= Source records =

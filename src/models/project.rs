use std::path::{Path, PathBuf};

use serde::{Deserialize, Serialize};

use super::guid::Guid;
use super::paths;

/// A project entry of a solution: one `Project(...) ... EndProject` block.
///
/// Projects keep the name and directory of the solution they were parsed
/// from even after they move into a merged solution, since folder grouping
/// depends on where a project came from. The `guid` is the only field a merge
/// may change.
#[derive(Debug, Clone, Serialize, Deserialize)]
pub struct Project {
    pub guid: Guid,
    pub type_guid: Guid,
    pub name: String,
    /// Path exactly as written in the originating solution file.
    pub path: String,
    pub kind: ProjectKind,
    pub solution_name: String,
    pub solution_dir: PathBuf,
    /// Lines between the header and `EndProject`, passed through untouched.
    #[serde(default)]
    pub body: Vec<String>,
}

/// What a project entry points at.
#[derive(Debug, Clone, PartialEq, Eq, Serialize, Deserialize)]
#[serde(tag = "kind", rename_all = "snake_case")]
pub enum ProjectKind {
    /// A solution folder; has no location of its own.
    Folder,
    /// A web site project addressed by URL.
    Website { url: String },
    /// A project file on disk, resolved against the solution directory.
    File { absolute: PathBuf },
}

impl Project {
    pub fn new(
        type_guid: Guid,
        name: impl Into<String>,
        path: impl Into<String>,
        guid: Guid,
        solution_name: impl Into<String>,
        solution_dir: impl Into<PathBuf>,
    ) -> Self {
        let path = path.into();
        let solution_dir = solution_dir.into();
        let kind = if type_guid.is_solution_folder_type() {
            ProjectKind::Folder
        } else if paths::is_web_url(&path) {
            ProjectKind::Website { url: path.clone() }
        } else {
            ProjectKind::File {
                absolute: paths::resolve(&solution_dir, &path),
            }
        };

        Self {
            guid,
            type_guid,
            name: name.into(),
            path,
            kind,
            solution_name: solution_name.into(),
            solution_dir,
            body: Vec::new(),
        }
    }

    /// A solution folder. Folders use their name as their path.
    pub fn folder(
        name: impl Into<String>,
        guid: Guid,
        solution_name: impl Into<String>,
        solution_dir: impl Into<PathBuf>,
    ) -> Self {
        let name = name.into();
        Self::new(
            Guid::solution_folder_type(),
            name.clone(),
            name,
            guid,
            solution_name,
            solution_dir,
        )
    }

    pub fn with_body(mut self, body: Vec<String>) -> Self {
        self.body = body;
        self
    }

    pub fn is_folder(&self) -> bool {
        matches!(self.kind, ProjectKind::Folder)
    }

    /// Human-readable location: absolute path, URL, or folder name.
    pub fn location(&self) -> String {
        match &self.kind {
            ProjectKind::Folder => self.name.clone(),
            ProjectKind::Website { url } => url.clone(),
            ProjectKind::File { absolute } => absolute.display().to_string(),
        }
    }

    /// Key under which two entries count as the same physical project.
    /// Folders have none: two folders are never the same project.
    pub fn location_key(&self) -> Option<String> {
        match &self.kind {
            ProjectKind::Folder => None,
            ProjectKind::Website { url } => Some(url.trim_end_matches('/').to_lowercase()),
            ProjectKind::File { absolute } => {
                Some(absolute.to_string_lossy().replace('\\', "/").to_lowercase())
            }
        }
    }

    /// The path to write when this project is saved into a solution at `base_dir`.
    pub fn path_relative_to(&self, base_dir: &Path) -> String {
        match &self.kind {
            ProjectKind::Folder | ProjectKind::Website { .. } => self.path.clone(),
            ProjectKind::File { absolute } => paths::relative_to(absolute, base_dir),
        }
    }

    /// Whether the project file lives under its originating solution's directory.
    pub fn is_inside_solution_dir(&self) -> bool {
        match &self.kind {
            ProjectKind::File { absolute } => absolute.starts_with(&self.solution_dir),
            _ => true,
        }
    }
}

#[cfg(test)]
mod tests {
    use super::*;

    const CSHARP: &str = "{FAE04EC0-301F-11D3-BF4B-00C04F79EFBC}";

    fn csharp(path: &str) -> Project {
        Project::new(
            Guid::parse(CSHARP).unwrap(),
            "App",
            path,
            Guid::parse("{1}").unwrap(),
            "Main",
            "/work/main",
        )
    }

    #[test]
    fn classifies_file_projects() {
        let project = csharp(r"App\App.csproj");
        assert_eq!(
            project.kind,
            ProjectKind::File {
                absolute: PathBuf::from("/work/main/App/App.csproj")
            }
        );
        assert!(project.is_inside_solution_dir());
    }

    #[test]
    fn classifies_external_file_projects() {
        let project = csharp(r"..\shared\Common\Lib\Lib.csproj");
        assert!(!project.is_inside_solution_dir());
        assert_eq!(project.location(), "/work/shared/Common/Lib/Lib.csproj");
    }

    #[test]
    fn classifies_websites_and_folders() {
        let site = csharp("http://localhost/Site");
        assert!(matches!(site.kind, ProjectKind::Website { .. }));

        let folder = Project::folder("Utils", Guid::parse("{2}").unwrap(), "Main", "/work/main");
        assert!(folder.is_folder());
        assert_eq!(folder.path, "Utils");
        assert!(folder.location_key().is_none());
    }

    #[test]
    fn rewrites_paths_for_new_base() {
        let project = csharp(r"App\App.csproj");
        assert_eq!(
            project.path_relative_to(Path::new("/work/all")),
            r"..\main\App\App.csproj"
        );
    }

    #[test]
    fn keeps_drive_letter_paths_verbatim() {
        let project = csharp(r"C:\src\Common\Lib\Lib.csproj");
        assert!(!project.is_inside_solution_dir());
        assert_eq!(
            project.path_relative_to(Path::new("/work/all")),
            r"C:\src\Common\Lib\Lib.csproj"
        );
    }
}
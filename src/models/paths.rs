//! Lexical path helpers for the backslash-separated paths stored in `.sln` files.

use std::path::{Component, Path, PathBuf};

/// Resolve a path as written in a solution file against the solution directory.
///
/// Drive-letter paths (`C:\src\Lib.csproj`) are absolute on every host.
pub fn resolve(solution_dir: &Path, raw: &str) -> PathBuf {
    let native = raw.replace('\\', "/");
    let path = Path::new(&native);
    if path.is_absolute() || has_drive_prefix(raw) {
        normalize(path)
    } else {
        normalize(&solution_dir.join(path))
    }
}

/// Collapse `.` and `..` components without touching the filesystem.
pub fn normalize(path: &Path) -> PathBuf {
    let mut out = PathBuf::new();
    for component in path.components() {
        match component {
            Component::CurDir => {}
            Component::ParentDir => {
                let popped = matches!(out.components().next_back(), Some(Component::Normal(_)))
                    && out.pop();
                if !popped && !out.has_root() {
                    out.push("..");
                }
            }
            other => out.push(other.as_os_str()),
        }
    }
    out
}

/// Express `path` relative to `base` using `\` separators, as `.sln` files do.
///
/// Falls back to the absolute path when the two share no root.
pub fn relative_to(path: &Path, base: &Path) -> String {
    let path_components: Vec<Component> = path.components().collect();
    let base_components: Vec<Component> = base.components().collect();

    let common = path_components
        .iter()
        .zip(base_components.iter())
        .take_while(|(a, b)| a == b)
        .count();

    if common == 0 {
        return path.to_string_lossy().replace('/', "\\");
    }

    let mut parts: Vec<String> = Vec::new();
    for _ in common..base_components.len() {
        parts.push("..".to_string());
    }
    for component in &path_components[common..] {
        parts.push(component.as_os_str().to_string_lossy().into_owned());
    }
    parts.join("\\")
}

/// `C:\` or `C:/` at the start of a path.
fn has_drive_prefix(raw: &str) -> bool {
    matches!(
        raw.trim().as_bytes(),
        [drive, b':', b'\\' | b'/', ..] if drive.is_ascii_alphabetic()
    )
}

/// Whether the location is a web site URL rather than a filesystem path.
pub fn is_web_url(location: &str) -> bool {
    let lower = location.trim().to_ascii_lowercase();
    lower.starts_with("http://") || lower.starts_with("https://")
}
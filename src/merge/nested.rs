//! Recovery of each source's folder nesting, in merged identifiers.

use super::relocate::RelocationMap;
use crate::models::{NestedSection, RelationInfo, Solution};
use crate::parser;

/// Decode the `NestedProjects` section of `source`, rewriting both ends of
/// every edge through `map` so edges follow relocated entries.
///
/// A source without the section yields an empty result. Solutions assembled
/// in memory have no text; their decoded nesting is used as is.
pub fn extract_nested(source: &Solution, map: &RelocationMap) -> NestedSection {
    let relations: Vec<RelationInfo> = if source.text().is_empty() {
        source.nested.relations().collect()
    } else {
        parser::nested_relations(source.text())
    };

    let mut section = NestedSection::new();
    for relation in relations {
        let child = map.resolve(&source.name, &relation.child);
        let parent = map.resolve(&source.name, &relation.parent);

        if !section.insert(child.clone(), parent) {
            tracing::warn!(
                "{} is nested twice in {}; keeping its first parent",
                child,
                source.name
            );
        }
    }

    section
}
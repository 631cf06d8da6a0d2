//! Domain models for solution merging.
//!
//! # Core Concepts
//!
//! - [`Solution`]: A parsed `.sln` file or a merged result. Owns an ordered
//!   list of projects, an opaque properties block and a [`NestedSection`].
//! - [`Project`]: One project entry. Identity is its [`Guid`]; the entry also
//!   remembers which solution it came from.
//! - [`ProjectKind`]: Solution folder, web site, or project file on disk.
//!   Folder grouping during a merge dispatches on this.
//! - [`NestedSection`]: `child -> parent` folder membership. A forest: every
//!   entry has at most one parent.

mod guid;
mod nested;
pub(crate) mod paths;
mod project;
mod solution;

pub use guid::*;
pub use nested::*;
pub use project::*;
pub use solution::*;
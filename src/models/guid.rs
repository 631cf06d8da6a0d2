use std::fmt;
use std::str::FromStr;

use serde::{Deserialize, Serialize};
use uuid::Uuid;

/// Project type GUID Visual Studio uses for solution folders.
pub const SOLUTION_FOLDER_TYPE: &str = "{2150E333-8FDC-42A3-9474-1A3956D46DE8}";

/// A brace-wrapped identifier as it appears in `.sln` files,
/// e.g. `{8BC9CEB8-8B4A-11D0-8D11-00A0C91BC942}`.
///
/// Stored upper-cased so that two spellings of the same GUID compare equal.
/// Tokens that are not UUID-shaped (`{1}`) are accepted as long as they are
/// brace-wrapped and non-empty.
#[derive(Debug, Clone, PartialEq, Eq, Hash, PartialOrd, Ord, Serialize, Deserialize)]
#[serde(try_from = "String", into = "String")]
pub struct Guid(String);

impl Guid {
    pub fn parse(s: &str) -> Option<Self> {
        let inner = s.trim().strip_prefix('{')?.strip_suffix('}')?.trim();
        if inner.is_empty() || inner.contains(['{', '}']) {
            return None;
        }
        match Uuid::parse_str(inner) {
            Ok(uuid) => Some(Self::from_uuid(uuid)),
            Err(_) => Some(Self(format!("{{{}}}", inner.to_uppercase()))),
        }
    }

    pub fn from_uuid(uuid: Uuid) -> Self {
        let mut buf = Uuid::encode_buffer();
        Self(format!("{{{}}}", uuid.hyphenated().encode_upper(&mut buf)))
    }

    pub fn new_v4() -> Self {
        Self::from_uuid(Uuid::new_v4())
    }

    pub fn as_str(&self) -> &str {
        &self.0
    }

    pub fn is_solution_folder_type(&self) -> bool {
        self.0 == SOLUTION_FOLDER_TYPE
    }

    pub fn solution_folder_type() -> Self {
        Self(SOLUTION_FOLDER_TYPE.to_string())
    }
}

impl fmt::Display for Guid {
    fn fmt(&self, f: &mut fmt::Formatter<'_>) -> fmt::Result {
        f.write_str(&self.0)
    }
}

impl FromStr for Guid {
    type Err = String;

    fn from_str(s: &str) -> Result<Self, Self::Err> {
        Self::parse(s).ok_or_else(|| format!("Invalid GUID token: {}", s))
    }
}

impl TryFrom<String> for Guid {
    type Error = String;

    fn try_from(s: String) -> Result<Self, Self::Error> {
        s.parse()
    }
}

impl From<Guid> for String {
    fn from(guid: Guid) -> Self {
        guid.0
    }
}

= What is required =
All lines from the opening of the listing above through the line that contains "#[derive(Debug, Clone, PartialEq, Eq, Serialize, Deserialize)]" should be given again exactly, and nothing more.

= Exercise output =
filename src/models/project.rs
use std::path::{Path, PathBuf};

use serde::{Deserialize, Serialize};

use super::guid::Guid;
use super::paths;

/// A project entry of a solution: one `Project(...) ... EndProject` block.
///
/// Projects keep the name and directory of the solution they were parsed
/// from even after they move into a merged solution, since folder grouping
/// depends on where a project came from. The `guid` is the only field a merge
/// may change.
#[derive(Debug, Clone, Serialize, Deserialize)]
pub struct Project {
    pub guid: Guid,
    pub type_guid: Guid,
    pub name: String,
    /// Path exactly as written in the originating solution file.
    pub path: String,
    pub kind: ProjectKind,
    pub solution_name: String,
    pub solution_dir: PathBuf,
    /// Lines between the header and `EndProject`, passed through untouched.
    #[serde(default)]
    pub body: Vec<String>,
}

/// What a project entry points at.
#[derive(Debug, Clone, PartialEq, Eq, Serialize, Deserialize)]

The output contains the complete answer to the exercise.